Abstract

This paper examines the ways in which New Zealand and Polish government officials communicated the easing of COVID restrictions to the general public. The study aimed to identify legitimising strategies used to justify the lifting of restrictions and related measures, and to establish how agency and responsibility were discursively constructed in the subgenre of political press conference in two different socio-political settings. Informed by the notions of legitimisation (Chilton 2004), speaker commitment and stance (Marín Arrese 2011, 2015, 2021), the research looked into the linguistic marking of effective stance (deonticity, assessments, attitudinals and directives) and epistemic stance (epistemic modality, truth-factual validity as well as experiential, cognitive and communicative stance), considering both the subjectivity/intersubjectivity dimension and the explicitness/implicitness of the speaker’s role.

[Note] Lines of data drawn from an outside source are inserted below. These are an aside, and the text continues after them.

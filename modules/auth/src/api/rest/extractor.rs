use std::sync::Arc;

use axum::extract::FromRequestParts;
use axum::http::{header::AUTHORIZATION, request::Parts};
use modkit::ProblemResponse;

use crate::api::rest::error::{map_auth_error, unauthorized};
use crate::contract::{client::AuthApi, model::Principal};

/// The authenticated caller of a request.
///
/// Requires `Extension(Arc<dyn AuthApi>)` on the route; rejects with a 401
/// problem when the `Authorization: Bearer <jwt>` header is missing or invalid.
#[derive(Debug, Clone)]
pub struct AuthUser(pub Principal);

impl<S> FromRequestParts<S> for AuthUser
where
    S: Send + Sync,
{
    type Rejection = ProblemResponse;

    async fn from_request_parts(parts: &mut Parts, _state: &S) -> Result<Self, Self::Rejection> {
        let instance = parts.uri.path().to_owned();

        let Some(api) = parts.extensions.get::<Arc<dyn AuthApi>>().cloned() else {
            tracing::error!("AuthApi extension missing on an authenticated route");
            return Err(modkit::internal_error("authentication is not configured"));
        };

        let token = parts
            .headers
            .get(AUTHORIZATION)
            .ok_or_else(|| unauthorized("missing Authorization header", &instance))?
            .to_str()
            .ok()
            .and_then(bearer_token)
            .ok_or_else(|| unauthorized("expected 'Bearer <token>'", &instance))?
            .to_owned();

        api.authenticate(&token)
            .await
            .map(AuthUser)
            .map_err(|e| map_auth_error(&e, &instance))
    }
}

fn bearer_token(value: &str) -> Option<&str> {
    let (scheme, token) = value.split_once(' ')?;
    let token = token.trim();
    (scheme.eq_ignore_ascii_case("bearer") && !token.is_empty()).then_some(token)
}
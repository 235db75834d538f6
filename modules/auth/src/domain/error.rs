use thiserror::Error;

#[derive(Error, Debug)]
pub enum DomainError {
    #[error("Name cannot be empty")]
    EmptyName,

    #[error("Password cannot be empty")]
    EmptyPassword,

    #[error("Email '{email}' is not accepted")]
    InvalidEmail { email: String },

    #[error("User with email '{email}' already exists")]
    EmailAlreadyExists { email: String },

    #[error("Invalid email or password")]
    InvalidCredentials,

    #[error("Invalid token: {reason}")]
    InvalidToken { reason: String },

    #[error("Database error: {message}")]
    Database { message: String },

    #[error("Internal error: {message}")]
    Internal { message: String },
}

impl DomainError {
    pub fn invalid_email(email: impl Into<String>) -> Self {
        Self::InvalidEmail {
            email: email.into(),
        }
    }

    pub fn email_already_exists(email: impl Into<String>) -> Self {
        Self::EmailAlreadyExists {
            email: email.into(),
        }
    }

    pub fn invalid_token(reason: impl Into<String>) -> Self {
        Self::InvalidToken {
            reason: reason.into(),
        }
    }

    pub fn database(message: impl Into<String>) -> Self {
        Self::Database {
            message: message.into(),
        }
    }

    pub fn internal(message: impl Into<String>) -> Self {
        Self::Internal {
            message: message.into(),
        }
    }
}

In addition, the study considered the key discursive strategies used to (de)construct agency in the discourses of NZ and Polish policymakers seen as proponents of divergent public health policies. As the findings indicate, the Polish officials conveyed chiefly experiential stance and projected less involvement, whereas the NZ Prime Minister favoured cognitive stance and deonticity as well as direct appeals to the audience. The analysis shows that the speaker’s (dis)identification with the respective policy finds reflection in the varying degrees of speaker commitment and the (de)construction of agency.